_About this exercise_
Report every line in the records below that holds the word "without".

(Collected data)

·····

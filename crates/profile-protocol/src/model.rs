//! Persisted entity shapes of §3. These are plain data; the named locks and
//! transactional access live in `profile-store`, and the invariants below
//! are checked wherever an entity is constructed or mutated rather than
//! baked into the type (a `HostedIdentity` mid-update legitimately has
//! `initialized=false` for a moment).

use std::net::IpAddr;
use std::time::SystemTime;

use crate::error::ProtocolError;
use crate::primitives::{
    GpsLocation, IdentityId, PublicKey, SemVer, Signature, MAX_EXTRA_DATA_LEN, MAX_NAME_LEN,
    MAX_PUBLIC_KEY_LEN, MAX_TYPE_LEN,
};

/// A neighbor/follower server is addressed by the same kind of identity id
/// as a customer profile (GLOSSARY: "the network-level name of a person,
/// service, or server").
pub type ServerId = IdentityId;

#[derive(Clone, Debug)]
pub struct HostedIdentity {
    pub identity_id: IdentityId,
    pub public_key: PublicKey,
    pub version: Option<SemVer>,
    pub name: Option<String>,
    pub identity_type: Option<String>,
    pub location: Option<GpsLocation>,
    pub extra_data: Vec<u8>,
    pub profile_image_hash: Option<Vec<u8>>,
    pub thumbnail_image_hash: Option<Vec<u8>>,
    /// Set when cancelled with a redirect target instead of immediate
    /// deletion (§3 HostedIdentity lifecycle).
    pub hosting_server_id: Option<ServerId>,
    pub expiration: Option<SystemTime>,
    pub cancelled: bool,
    pub initialized: bool,
    pub signature: Option<Signature>,
}

impl HostedIdentity {
    pub fn new_uninitialized(identity_id: IdentityId, public_key: PublicKey) -> Self {
        Self {
            identity_id,
            public_key,
            version: None,
            name: None,
            identity_type: None,
            location: None,
            extra_data: Vec::new(),
            profile_image_hash: None,
            thumbnail_image_hash: None,
            hosting_server_id: None,
            expiration: None,
            cancelled: false,
            initialized: false,
            signature: None,
        }
    }

    /// `initialized ⇒ version, name, type, location all set` (§3).
    pub fn is_fully_set(&self) -> bool {
        self.version.is_some()
            && self.name.is_some()
            && self.identity_type.is_some()
            && self.location.is_some()
    }

    /// `cancelled ⇒ expiration_date ≠ ⊥` (§3).
    pub fn check_cancellation_invariant(&self) -> Result<(), ProtocolError> {
        if self.cancelled && self.expiration.is_none() {
            return Err(ProtocolError::Internal(
                "cancelled hosted identity without expiration".into(),
            ));
        }
        Ok(())
    }
}

pub fn validate_name(name: &str) -> Result<(), ProtocolError> {
    if name.as_bytes().len() > MAX_NAME_LEN {
        return Err(ProtocolError::invalid_value("name", "exceeds maximum length"));
    }
    Ok(())
}

/// `type` must be ≤ [`MAX_TYPE_LEN`] bytes and must not contain `*`, which is
/// reserved as the search wildcard character (§3 HostedIdentity invariants).
pub fn validate_type(identity_type: &str) -> Result<(), ProtocolError> {
    if identity_type.as_bytes().len() > MAX_TYPE_LEN {
        return Err(ProtocolError::invalid_value("type", "exceeds maximum length"));
    }
    if identity_type.contains('*') {
        return Err(ProtocolError::invalid_value("type", "must not contain '*'"));
    }
    Ok(())
}

pub fn validate_extra_data(extra_data: &[u8]) -> Result<(), ProtocolError> {
    if extra_data.len() > MAX_EXTRA_DATA_LEN {
        return Err(ProtocolError::invalid_value("extra_data", "exceeds maximum length"));
    }
    Ok(())
}

pub fn validate_public_key(public_key: &PublicKey) -> Result<(), ProtocolError> {
    if public_key.0.is_empty() || public_key.0.len() > MAX_PUBLIC_KEY_LEN {
        return Err(ProtocolError::invalid_value("public_key", "invalid length"));
    }
    Ok(())
}

/// Latitude is in `[-90, 90]` degrees, longitude in `[-180, 180]`, both
/// stored as whole-microdegree fixed-point (`GpsLocation::new`'s scale).
pub fn validate_location(location: &GpsLocation) -> Result<(), ProtocolError> {
    const LATITUDE_FIXED_BOUND: i64 = 90_000_000;
    const LONGITUDE_FIXED_BOUND: i64 = 180_000_000;
    if location.latitude_fixed < -LATITUDE_FIXED_BOUND || location.latitude_fixed > LATITUDE_FIXED_BOUND {
        return Err(ProtocolError::invalid_value("location.latitude", "out of range"));
    }
    if location.longitude_fixed < -LONGITUDE_FIXED_BOUND || location.longitude_fixed > LONGITUDE_FIXED_BOUND {
        return Err(ProtocolError::invalid_value("location.longitude", "out of range"));
    }
    Ok(())
}

/// Snapshot of a profile received from a neighbor (§3 NeighborIdentity).
/// Primary key is the pair `(identity_id, hosting_server_id)`.
#[derive(Clone, Debug)]
pub struct NeighborIdentity {
    pub identity_id: IdentityId,
    pub hosting_server_id: ServerId,
    pub public_key: PublicKey,
    pub version: SemVer,
    pub name: String,
    pub identity_type: String,
    pub location: GpsLocation,
    pub extra_data: Vec<u8>,
    pub profile_image_hash: Option<Vec<u8>>,
    pub thumbnail_image_hash: Option<Vec<u8>>,
}

#[derive(Clone, Debug)]
pub struct PeerAddress {
    pub ip: IpAddr,
    pub primary_port: u16,
    pub sr_neighbor_port: Option<u16>,
}

/// A peer server whose profiles this server mirrors (§3 Neighbor).
///
/// `public_key` isn't in the spec's attribute list verbatim; it's carried so
/// an outbound reconnect can verify the peer's `StartConversationResponse`
/// signature against the identity this record was created for (§4.F.1 step 2
/// "mismatch ⇒ delete this follower") without a second discovery round trip.
#[derive(Clone, Debug)]
pub struct Neighbor {
    pub server_id: ServerId,
    pub public_key: PublicKey,
    pub address: PeerAddress,
    pub last_refresh_time: SystemTime,
    pub initialized: bool,
    pub shared_profiles_count: u32,
}

/// A peer server that mirrors this server's profiles (§3 Follower).
#[derive(Clone, Debug)]
pub struct Follower {
    pub server_id: ServerId,
    pub public_key: PublicKey,
    pub address: PeerAddress,
    pub last_refresh_time: SystemTime,
    pub initialized: bool,
    pub shared_profiles_count: u32,
}

/// Profile-class vs. server-class actions serialize independently per
/// target (§4.F, §5): a blocked profile-class action never blocks a
/// pending server-class action for the same peer, and vice versa.
#[derive(Clone, Copy, PartialEq, Eq, Debug, Hash)]
pub enum NeighborhoodActionType {
    AddNeighbor,
    RemoveNeighbor,
    StopNeighborUpdates,
    AddProfile,
    ChangeProfile,
    RemoveProfile,
    RefreshNeighborStatus,
    InitializationInProgress,
}

impl NeighborhoodActionType {
    pub fn is_profile_class(self) -> bool {
        matches!(
            self,
            NeighborhoodActionType::AddProfile
                | NeighborhoodActionType::ChangeProfile
                | NeighborhoodActionType::RemoveProfile
                | NeighborhoodActionType::RefreshNeighborStatus
        )
    }
}

#[derive(Clone, Debug)]
pub struct NeighborhoodAction {
    pub id: u64,
    pub target_server_id: ServerId,
    pub action_type: NeighborhoodActionType,
    pub target_identity_id: Option<IdentityId>,
    pub created_at: SystemTime,
    pub execute_after: Option<SystemTime>,
    /// Opaque payload, e.g. the JSON-serialized former-neighbor snapshot a
    /// `StopNeighborUpdates` action needs once the `Neighbor` row is gone
    /// (§4.F.4, §9 "JSON-snapshot in a queued action").
    pub additional_data: Option<String>,
}

impl NeighborhoodAction {
    pub fn is_blocked(&self, now: SystemTime) -> bool {
        matches!(self.execute_after, Some(t) if t > now)
    }
}

/// A relationship card attesting a signed claim about a hosted identity
/// (§3 RelatedIdentity).
#[derive(Clone, Debug)]
pub struct RelatedIdentity {
    pub application_id: String,
    pub card_id: [u8; 32],
    pub issuer_public_key: PublicKey,
    pub issuer_signature: Signature,
    pub recipient_public_key: PublicKey,
    pub recipient_signature: Signature,
    pub relation_type: String,
    pub valid_from: SystemTime,
    pub valid_to: SystemTime,
}

impl RelatedIdentity {
    pub fn check_validity_range(&self) -> Result<(), ProtocolError> {
        if self.valid_from > self.valid_to {
            return Err(ProtocolError::invalid_value("valid_from", "must not be after valid_to"));
        }
        Ok(())
    }
}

·····

_Answer space_
                "cancelled hosted identity without expiration".into(),
/// "mismatch ⇒ delete this follower") without a second discovery round trip.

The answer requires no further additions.